Scott Beatty et Chuck Dixon venaient pourtant de livrer de belles prestations dans l’univers du Chevalier Noir : la saga (indigeste et inégale) Knightfall, le célèbre (et très chouette) Batgirl – Année Un et quelques segments à droite à gauche. Pour Les derniers jours d’un Clown (Last Laugh en VO), le duo s’empêtre dans une cacophonie moyennement palpitante, un joyeux bordel (à l’image du Clown du Crime d’une certaine façon) où il manque à la fois un ton plus sérieux (l’aspect cartoony des dessins y contribue) même si c’est volontaire et, surtout, une véritable ligue de défense en face, la Bat-Famille est moins attrayante que d’habitude, la quasi absence de l’homme chauve-souris y est pour quelque chose aussi…

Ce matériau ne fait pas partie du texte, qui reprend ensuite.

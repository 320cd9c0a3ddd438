// SPDX-License-Identifier: MPL-2.0
//! Midi refinement: relabels flubbles whose interior is serial-parallel
//! and cycle-free. The telltale is an interior vertex that is not directly
//! adjacent to both boundaries (a genuinely serial composition) in a
//! region free of orientation-flipping edges.

use rustc_hash::FxHashSet;

use crate::bidirected::VariationGraph;
use crate::pvst::Family;
use crate::types::{VtxEnd, VtxId, VtxIdx};

use super::Decomposition;

pub(crate) fn find_midi(dec: &mut Decomposition, g: &VariationGraph) {
    for idx in 1..dec.pvst.len() {
        if dec.pvst.vertex(idx).family != Family::Flubble {
            continue;
        }
        let route = match dec.pvst.vertex(idx).route {
            Some(r) => r,
            None => continue,
        };
        let vertices: FxHashSet<VtxId> = dec.vertices_of(idx).iter().copied().collect();

        // any inverting edge or self-loop in the region rules midi out
        let tangled_orientation = g.edges().iter().any(|e| {
            vertices.contains(&g.v_idx_to_id(e.v1))
                && vertices.contains(&g.v_idx_to_id(e.v2))
                && (e.is_inverting() || e.is_self_loop())
        });
        if tangled_orientation {
            continue;
        }

        let (s_idx, t_idx) = match (
            g.v_id_to_idx(route.start.0),
            g.v_id_to_idx(route.end.0),
        ) {
            (Ok(s), Ok(t)) => (s, t),
            _ => continue,
        };
        let start_adj = adjacent_ids(g, s_idx, route.start.1);
        let end_adj = adjacent_ids(g, t_idx, route.end.1);

        let serial = vertices.iter().any(|&v| {
            v != route.start.0
                && v != route.end.0
                && !(start_adj.contains(&v) && end_adj.contains(&v))
        });
        if serial {
            dec.pvst.vertex_mut(idx).family = Family::Midi;
        }
    }
}

fn adjacent_ids(g: &VariationGraph, v_idx: VtxIdx, end: VtxEnd) -> FxHashSet<VtxId> {
    g.neighbors(v_idx, end)
        .iter()
        .map(|&e| {
            let (u, _) = g.edge(e).other(v_idx, end);
            g.v_idx_to_id(u)
        })
        .collect()
}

Au-delà du récit complet, Last Laugh était un event qui a eu des répercussions dans de nombreuses autres séries, aussi bien chez Batman (Detective Comics, Batgirl, Birds of Prey, Harley Quinn, Azraël, Gotham Knights, Nightwing, Robin…) que les autres héros de DC (Flash, Superman, Wonder Woman, Green Lantern, JLA…) – Harley et la Justice League apparissent d’ailleurs un peu dans le récit principal. Pas moins de vingt-cinq épisodes se greffèrent donc à l’histoire principale. Urban Comics ne les a pas intégrés (pas très grave vu leur qualité inégale) mais propose, en fin d’ouvrage, une galerie de couvertures alternatives de certains d’entre eux – de quoi décontenancer le lecteur moins connaisseur.

Côté graphique, une foule de dessinateurs se succède (Woods, Martin, McDaniel… cf. crédits en bas de la critique) sans pour autant casser une homogénéité visuelle bienvenue. Comme dit plus haut, l’ensemble est volontairement cartoony, un style qui fonctionne parfois (Mad Love…) ou à l’inverse dessert le tout (Superman / Batman…). Cette approche est pertinente quand le propos textuel et narratif est particulièrement adulte et sombre, donnant une vision paradoxale et forte, ou bien quand elle s’adresse à un jeune lectorat. Ici, c’est mi-figue mi-raisin, ça colle bien au bazar ambiant qui sied à ravir au Joker mais c’est vite vu (et lu), vite oublié.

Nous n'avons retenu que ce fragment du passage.